* _Work instruction_: Return every line from the records below that has the word "Reaction".

-- Data shown follows --

//! API types for quiz and analytics operations.
//!
//! This module contains request/response types for walking the quiz,
//! inspecting session state, and listing the mood catalog.

use serde::{Deserialize, Serialize};

use crate::mood::{media_for, MoodCategory, DEFAULT_COVER, DEFAULT_PLAYLIST_URL};
use crate::quiz::{question_count, Question, QuizSession};

/// One scripted question, as shown to clients
#[derive(Debug, Clone, Serialize, Deserialize)]
pub struct QuestionInfo {
    /// Question identifier
    pub id: String,
    /// Prompt text
    pub prompt: String,
    /// Choices, in display order
    pub options: Vec<String>,
}

impl From<&Question> for QuestionInfo {
    fn from(question: &Question) -> Self {
        Self {
            id: question.id.to_string(),
            prompt: question.prompt.to_string(),
            options: question.options.iter().map(|o| o.to_string()).collect(),
        }
    }
}

/// Response listing the quiz script
#[derive(Debug, Clone, Serialize, Deserialize)]
pub struct ListQuestionsResponse {
    pub questions: Vec<QuestionInfo>,
    pub count: usize,
}

/// Request to submit one answer
#[derive(Debug, Clone, Serialize, Deserialize)]
pub struct SubmitAnswerRequest {
    /// Chosen answer label; missing or free-form input scores zero
    #[serde(default)]
    pub answer: String,
}

/// Final mood of a completed quiz, with its display media
#[derive(Debug, Clone, Serialize, Deserialize)]
pub struct QuizResultInfo {
    /// Classified mood
    pub mood: MoodCategory,
    /// Cumulative score that produced it
    pub score: i32,
    /// Display name
    pub name: String,
    /// Curated playlist for the mood
    pub playlist_url: String,
    /// Playlist cover image
    pub cover: String,
    /// Reaction image for the results screen
    pub meme: String,
}

impl QuizResultInfo {
    pub fn new(mood: MoodCategory, score: i32) -> Self {
        let (name, playlist_url, cover) = match media_for(mood) {
            Some(media) => (
                media.name.to_string(),
                media.playlist_url.to_string(),
                media.cover.to_string(),
            ),
            None => (
                mood.to_string(),
                DEFAULT_PLAYLIST_URL.to_string(),
                DEFAULT_COVER.to_string(),
            ),
        };

        Self {
            mood,
            score,
            name,
            playlist_url,
            cover,
            meme: mood.meme_path(),
        }
    }
}

/// Session state, returned by answer submission and state queries
#[derive(Debug, Clone, Serialize, Deserialize)]
pub struct QuizStateResponse {
    pub user_id: String,
    /// Index of the next question; equals `total` once complete
    pub cursor: usize,
    /// Number of questions in the script
    pub total: usize,
    pub completed: bool,
    /// The question awaiting an answer
    #[serde(default, skip_serializing_if = "Option::is_none")]
    pub question: Option<QuestionInfo>,
    /// Final classification, once complete
    #[serde(default, skip_serializing_if = "Option::is_none")]
    pub result: Option<QuizResultInfo>,
}

impl QuizStateResponse {
    pub fn from_session(session: &QuizSession) -> Self {
        Self {
            user_id: session.user_id().to_string(),
            cursor: session.cursor(),
            total: question_count(),
            completed: session.is_complete(),
            question: session.current_question().map(QuestionInfo::from),
            result: session
                .result()
                .map(|(score, mood)| QuizResultInfo::new(mood, score)),
        }
    }
}

/// Response to a session reset
#[derive(Debug, Clone, Serialize, Deserialize)]
pub struct ResetResponse {
    pub user_id: String,
    pub reset: bool,
}

/// Info about a single mood catalog entry
#[derive(Debug, Clone, Serialize, Deserialize)]
pub struct MoodInfo {
    /// Mood identifier
    pub mood: MoodCategory,
    /// Display name
    pub name: String,
    /// Curated playlist
    pub playlist_url: String,
    /// Playlist cover image
    pub cover: String,
    /// Reaction image
    pub meme: String,
}

impl MoodInfo {
    pub fn new(mood: MoodCategory) -> Self {
        let result = QuizResultInfo::new(mood, 0);
        Self {
            mood,
            name: result.name,
            playlist_url: result.playlist_url,
            cover: result.cover,
            meme: result.meme,
        }
    }
}

/// Response listing the mood catalog
#[derive(Debug, Clone, Serialize, Deserialize)]
pub struct ListMoodsResponse {
    pub moods: Vec<MoodInfo>,
    pub count: usize,
}
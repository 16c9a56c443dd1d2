//! Per-user quiz session registry.
//!
//! One live [`QuizSession`] per user, behind a per-user mutex so concurrent
//! submissions for the same user are serialized and the cursor/score
//! invariant holds. Idle sessions are reaped by a background task.

use std::collections::HashMap;
use std::sync::Arc;
use std::time::Instant;

use tokio::sync::{Mutex, RwLock};
use tracing::info;

use crate::quiz::QuizSession;

/// Sessions idle longer than this are discarded (30 minutes)
const SESSION_IDLE_TIMEOUT_SECS: u64 = 1800;

/// How often the reaper scans for idle sessions
const CLEANUP_INTERVAL_SECS: u64 = 300;

/// A live session plus its activity clock
#[derive(Debug)]
pub struct SessionEntry {
    pub session: QuizSession,
    last_activity: Instant,
}

impl SessionEntry {
    fn new(user_id: &str) -> Self {
        Self {
            session: QuizSession::new(user_id),
            last_activity: Instant::now(),
        }
    }

    /// Record activity, deferring expiry.
    pub fn touch(&mut self) {
        self.last_activity = Instant::now();
    }

    fn is_idle(&self) -> bool {
        self.last_activity.elapsed().as_secs() > SESSION_IDLE_TIMEOUT_SECS
    }
}

/// Registry of in-progress quiz sessions, one per user
#[derive(Default)]
pub struct SessionManager {
    sessions: RwLock<HashMap<String, Arc<Mutex<SessionEntry>>>>,
}

impl SessionManager {
    pub fn new() -> Self {
        Self::default()
    }

    /// The session handle for a user, created on first touch.
    pub async fn entry(&self, user_id: &str) -> Arc<Mutex<SessionEntry>> {
        if let Some(entry) = self.sessions.read().await.get(user_id) {
            return entry.clone();
        }

        let mut sessions = self.sessions.write().await;
        sessions
            .entry(user_id.to_string())
            .or_insert_with(|| Arc::new(Mutex::new(SessionEntry::new(user_id))))
            .clone()
    }

    /// Drop a user's session entirely.
    pub async fn remove(&self, user_id: &str) -> bool {
        self.sessions.write().await.remove(user_id).is_some()
    }

    /// Discard sessions idle past the timeout. Entries locked by an in-flight
    /// request are active and kept.
    pub async fn cleanup_idle(&self) -> usize {
        let mut sessions = self.sessions.write().await;
        let before = sessions.len();
        sessions.retain(|_, entry| match entry.try_lock() {
            Ok(entry) => !entry.is_idle(),
            Err(_) => true,
        });
        before - sessions.len()
    }

    /// Get number of live sessions
    pub async fn session_count(&self) -> usize {
        self.sessions.read().await.len()
    }
}

/// Spawn the periodic idle-session reaper.
pub fn spawn_session_cleanup_task(manager: Arc<SessionManager>) {
    tokio::spawn(async move {
        let mut interval =
            tokio::time::interval(std::time::Duration::from_secs(CLEANUP_INTERVAL_SECS));

        loop {
            interval.tick().await;

            let cleaned = manager.cleanup_idle().await;
            if cleaned > 0 {
                info!(count = cleaned, "Cleaned up idle quiz sessions");
            }
        }
    });

    info!(
        interval_secs = CLEANUP_INTERVAL_SECS,
        timeout_secs = SESSION_IDLE_TIMEOUT_SECS,
        "Started quiz session cleanup task"
    );
}
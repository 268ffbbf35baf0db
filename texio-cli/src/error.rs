//! CLI error type.

use std::fmt;

use texio::TextureError;

/// Errors reported by CLI commands. Every variant exits with status 1.
#[derive(Debug)]
pub enum CliError {
    /// Configuration file could not be loaded.
    Config(String),
    /// The decoder pipeline could not be set up.
    Setup(TextureError),
    /// Decoding the requested texture failed.
    Decode(TextureError),
}

impl fmt::Display for CliError {
    fn fmt(&self, f: &mut fmt::Formatter<'_>) -> fmt::Result {
        match self {
            CliError::Config(msg) => write!(f, "Configuration error: {}", msg),
            CliError::Setup(e) => write!(f, "Failed to initialize texture I/O: {}", e),
            CliError::Decode(e) => write!(f, "Failed to decode texture: {}", e),
        }
    }
}

impl std::error::Error for CliError {
    fn source(&self) -> Option<&(dyn std::error::Error + 'static)> {
        match self {
            CliError::Config(_) => None,
            CliError::Setup(e) | CliError::Decode(e) => Some(e),
        }
    }
}
//! `decoders` command: list decoders in dispatch order.

use texio::{TextureIo, TextureIoConfig};

use crate::error::CliError;

/// Run the decoders command.
pub fn run(config: &TextureIoConfig) -> Result<(), CliError> {
    let io = TextureIo::new(config).map_err(CliError::Setup)?;

    println!("Decoders (tried in order)");
    println!("=========================");
    for line in listing(&io.registry().names()) {
        println!("{}", line);
    }
    Ok(())
}

fn listing(names: &[&str]) -> Vec<String> {
    let last = names.len().saturating_sub(1);
    names
        .iter()
        .enumerate()
        .map(|(i, name)| {
            if i == last {
                format!("  {}. {} (fallback)", i + 1, name)
            } else {
                format!("  {}. {}", i + 1, name)
            }
        })
        .collect()
}
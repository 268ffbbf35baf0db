//! `suffix` command: show the format suffix derived from a name.

use texio::suffix_of;

use crate::error::CliError;

/// Run the suffix command.
pub fn run(name: &str) -> Result<(), CliError> {
    println!("{}", render(name));
    Ok(())
}

fn render(name: &str) -> String {
    suffix_of(name).unwrap_or_else(|| "(none)".to_string())
}
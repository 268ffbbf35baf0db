//! Fallback decoder backed by the `image` crate.

use std::path::Path;

use ::image::{DynamicImage, ImageError, ImageFormat};
use tracing::trace;

use super::{decode_file_as_stream, probe_stream, DecodeOutcome, DecodeRequest, DecodeResult, TextureDecoder};
use crate::error::TextureError;
use crate::stream::TextureStream;
use crate::texture::TextureData;

/// Decodes any format the `image` crate can identify from its signature
/// (PNG, JPEG, GIF, TIFF, BMP, ...).
///
/// Input whose format cannot be identified is rejected. Input that is
/// identified but fails to decode is a `Malformed` error. The registry keeps
/// this decoder last.
#[derive(Debug, Clone, Copy, Default)]
pub struct ImageDecoder;

impl ImageDecoder {
    pub fn new() -> Self {
        Self
    }

    /// Wrap an image that is already decoded in memory.
    pub fn decode_image(&self, image: DynamicImage, request: &DecodeRequest) -> TextureData {
        TextureData::from_image(
            image,
            request.internal_format,
            request.pixel_format,
            request.mipmap,
        )
    }
}

impl TextureDecoder for ImageDecoder {
    fn name(&self) -> &'static str {
        "image"
    }

    fn decode_file(&self, path: &Path, request: &DecodeRequest) -> DecodeResult {
        decode_file_as_stream(self, path, request)
    }

    fn decode_stream(&self, stream: &mut TextureStream<'_>, request: &DecodeRequest) -> DecodeResult {
        probe_stream(stream, |stream| {
            let bytes = stream.read_remaining()?;
            let format = match ::image::guess_format(&bytes) {
                Ok(format) => format,
                Err(_) => {
                    trace!(bytes = bytes.len(), "No image signature found");
                    return Ok(DecodeOutcome::Rejected);
                }
            };

            let image = ::image::load_from_memory_with_format(&bytes, format)
                .map_err(|e| decode_error(format, e))?;
            Ok(DecodeOutcome::Decoded(self.decode_image(image, request)))
        })
    }
}

fn decode_error(format: ImageFormat, err: ImageError) -> TextureError {
    match err {
        ImageError::IoError(io) => TextureError::Io(io),
        ImageError::Unsupported(e) => TextureError::unsupported(format_name(format), e.to_string()),
        other => TextureError::malformed(format_name(format), other.to_string()),
    }
}

fn format_name(format: ImageFormat) -> &'static str {
    format.extensions_str().first().copied().unwrap_or("image")
}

-- Data shown concluded --

* _Response to the task_:
    /// Reaction image for the results screen
    /// Reaction image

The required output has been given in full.